◆ **Source material**:

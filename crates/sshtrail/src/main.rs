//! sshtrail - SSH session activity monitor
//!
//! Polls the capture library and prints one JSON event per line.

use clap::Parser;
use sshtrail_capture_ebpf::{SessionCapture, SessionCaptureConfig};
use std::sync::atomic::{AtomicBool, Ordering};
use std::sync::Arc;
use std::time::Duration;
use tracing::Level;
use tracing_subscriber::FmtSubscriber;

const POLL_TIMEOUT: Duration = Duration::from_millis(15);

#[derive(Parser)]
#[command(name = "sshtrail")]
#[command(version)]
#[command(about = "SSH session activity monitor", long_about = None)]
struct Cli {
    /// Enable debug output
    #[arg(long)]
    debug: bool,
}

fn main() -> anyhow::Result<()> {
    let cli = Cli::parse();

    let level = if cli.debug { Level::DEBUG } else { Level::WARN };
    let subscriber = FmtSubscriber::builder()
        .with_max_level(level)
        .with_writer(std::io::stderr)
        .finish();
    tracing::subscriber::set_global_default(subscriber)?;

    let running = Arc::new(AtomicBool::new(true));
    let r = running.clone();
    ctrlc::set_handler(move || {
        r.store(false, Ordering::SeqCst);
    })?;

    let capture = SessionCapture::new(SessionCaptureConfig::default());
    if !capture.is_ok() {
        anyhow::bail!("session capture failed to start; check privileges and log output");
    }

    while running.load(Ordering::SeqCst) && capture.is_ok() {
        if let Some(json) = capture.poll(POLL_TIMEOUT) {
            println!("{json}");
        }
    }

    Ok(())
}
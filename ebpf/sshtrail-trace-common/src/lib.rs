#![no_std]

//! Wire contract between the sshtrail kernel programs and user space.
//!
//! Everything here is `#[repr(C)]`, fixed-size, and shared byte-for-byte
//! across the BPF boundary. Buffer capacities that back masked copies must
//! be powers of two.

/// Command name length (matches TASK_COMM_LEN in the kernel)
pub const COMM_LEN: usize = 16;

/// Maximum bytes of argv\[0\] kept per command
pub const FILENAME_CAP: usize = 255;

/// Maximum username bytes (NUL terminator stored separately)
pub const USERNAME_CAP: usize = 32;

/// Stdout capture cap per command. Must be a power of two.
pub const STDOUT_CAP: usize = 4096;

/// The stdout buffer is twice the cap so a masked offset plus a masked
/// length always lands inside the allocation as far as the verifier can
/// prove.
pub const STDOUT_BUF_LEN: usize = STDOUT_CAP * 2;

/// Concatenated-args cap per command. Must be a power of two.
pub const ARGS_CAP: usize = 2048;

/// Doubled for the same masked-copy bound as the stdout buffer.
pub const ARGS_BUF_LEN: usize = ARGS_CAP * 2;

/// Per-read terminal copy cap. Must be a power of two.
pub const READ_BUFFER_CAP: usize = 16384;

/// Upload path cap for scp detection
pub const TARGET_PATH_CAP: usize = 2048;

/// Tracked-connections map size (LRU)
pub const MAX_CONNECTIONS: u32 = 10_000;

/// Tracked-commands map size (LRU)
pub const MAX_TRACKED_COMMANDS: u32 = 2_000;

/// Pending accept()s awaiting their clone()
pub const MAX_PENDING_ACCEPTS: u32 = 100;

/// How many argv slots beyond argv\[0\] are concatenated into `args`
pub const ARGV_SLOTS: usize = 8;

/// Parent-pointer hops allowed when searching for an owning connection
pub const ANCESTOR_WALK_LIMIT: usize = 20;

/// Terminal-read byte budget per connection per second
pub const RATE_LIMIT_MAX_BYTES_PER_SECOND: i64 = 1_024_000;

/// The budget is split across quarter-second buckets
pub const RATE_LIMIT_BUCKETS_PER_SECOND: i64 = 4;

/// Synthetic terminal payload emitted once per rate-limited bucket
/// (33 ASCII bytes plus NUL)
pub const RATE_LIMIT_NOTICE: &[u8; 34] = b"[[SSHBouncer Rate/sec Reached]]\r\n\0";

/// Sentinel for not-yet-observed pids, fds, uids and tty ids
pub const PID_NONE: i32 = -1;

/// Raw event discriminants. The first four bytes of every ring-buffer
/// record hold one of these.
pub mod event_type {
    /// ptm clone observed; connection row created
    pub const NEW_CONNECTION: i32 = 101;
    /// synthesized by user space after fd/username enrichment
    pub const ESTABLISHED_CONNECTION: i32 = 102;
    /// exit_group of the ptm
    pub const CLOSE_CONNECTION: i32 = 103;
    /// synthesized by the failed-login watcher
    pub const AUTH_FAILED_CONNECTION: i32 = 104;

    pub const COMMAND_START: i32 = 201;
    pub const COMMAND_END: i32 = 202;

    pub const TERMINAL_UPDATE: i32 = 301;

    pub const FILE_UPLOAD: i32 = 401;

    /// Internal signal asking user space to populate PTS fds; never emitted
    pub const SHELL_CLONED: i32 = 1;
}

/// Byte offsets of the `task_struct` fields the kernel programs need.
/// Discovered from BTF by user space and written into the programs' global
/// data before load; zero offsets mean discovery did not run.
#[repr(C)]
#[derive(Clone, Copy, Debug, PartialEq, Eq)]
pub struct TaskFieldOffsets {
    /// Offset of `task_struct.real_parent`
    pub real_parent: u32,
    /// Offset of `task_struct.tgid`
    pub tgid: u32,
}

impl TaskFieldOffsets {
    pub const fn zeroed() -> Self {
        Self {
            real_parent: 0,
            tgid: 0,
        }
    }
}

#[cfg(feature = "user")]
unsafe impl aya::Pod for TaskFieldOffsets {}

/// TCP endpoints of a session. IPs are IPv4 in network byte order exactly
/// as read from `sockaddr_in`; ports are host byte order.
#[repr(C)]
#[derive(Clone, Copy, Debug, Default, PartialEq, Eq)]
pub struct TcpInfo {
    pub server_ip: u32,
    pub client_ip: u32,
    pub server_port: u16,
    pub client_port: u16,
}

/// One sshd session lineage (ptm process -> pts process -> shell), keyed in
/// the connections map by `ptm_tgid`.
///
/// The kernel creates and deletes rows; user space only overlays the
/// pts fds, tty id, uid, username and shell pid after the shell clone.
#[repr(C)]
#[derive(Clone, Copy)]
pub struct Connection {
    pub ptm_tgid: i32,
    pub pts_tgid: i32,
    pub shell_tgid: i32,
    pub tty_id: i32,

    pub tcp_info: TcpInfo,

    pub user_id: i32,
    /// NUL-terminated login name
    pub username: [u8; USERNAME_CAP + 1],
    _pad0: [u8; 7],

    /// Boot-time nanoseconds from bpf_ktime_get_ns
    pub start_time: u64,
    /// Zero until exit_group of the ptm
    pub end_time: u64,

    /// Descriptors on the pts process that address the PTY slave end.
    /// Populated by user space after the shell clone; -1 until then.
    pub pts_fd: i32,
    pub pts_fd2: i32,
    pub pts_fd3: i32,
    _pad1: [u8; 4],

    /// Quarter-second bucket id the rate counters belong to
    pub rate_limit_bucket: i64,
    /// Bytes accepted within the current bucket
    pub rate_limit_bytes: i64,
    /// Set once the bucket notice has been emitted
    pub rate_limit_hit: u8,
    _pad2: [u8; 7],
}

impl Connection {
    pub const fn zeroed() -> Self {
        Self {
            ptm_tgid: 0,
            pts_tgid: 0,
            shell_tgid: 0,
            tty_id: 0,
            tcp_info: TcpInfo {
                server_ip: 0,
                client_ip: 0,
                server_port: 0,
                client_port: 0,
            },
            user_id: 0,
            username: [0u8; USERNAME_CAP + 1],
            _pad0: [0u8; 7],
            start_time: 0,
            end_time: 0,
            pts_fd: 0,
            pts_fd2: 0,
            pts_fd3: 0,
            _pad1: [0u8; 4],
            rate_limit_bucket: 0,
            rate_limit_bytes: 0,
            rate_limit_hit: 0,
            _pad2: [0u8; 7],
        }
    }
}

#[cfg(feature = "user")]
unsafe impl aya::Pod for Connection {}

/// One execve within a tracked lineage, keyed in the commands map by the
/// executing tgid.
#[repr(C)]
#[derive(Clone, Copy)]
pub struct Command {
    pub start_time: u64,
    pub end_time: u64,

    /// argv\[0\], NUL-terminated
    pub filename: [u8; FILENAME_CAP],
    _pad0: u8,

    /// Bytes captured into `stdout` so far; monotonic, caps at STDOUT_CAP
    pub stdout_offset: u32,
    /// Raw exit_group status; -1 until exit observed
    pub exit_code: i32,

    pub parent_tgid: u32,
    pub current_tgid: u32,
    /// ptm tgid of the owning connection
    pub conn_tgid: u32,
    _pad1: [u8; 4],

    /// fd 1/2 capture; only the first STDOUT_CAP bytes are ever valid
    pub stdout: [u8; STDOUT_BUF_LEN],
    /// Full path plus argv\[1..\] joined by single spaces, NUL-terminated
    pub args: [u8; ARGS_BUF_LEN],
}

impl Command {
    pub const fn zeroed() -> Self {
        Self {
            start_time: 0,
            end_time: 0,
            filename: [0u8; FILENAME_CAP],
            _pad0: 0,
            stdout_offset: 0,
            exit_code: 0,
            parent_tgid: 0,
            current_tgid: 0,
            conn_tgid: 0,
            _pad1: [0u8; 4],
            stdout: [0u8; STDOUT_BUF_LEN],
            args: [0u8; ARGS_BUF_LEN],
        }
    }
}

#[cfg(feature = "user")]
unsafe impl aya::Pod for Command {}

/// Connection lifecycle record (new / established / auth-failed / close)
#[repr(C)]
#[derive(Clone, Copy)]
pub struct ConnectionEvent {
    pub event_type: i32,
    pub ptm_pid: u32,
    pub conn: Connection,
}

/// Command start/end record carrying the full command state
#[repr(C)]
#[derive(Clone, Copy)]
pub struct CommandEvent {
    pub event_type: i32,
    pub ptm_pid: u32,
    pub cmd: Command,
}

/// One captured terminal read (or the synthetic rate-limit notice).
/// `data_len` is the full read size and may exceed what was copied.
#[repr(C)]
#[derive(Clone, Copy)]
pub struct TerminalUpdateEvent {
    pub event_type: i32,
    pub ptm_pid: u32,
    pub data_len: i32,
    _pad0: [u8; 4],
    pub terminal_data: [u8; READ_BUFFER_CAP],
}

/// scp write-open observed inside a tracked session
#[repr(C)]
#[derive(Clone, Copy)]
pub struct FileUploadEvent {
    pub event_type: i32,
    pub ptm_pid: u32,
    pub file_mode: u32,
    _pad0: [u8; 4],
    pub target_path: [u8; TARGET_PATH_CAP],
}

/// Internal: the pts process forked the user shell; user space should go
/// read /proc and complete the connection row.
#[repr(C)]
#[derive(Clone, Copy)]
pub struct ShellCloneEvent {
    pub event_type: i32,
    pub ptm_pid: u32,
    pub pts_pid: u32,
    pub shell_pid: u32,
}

◆ **Exercise instructions**:
Pull out each line of the records holding the string "output".

◆ **Result of the exercise**:
    /// Enable debug output
        anyhow::bail!("session capture failed to start; check privileges and log output");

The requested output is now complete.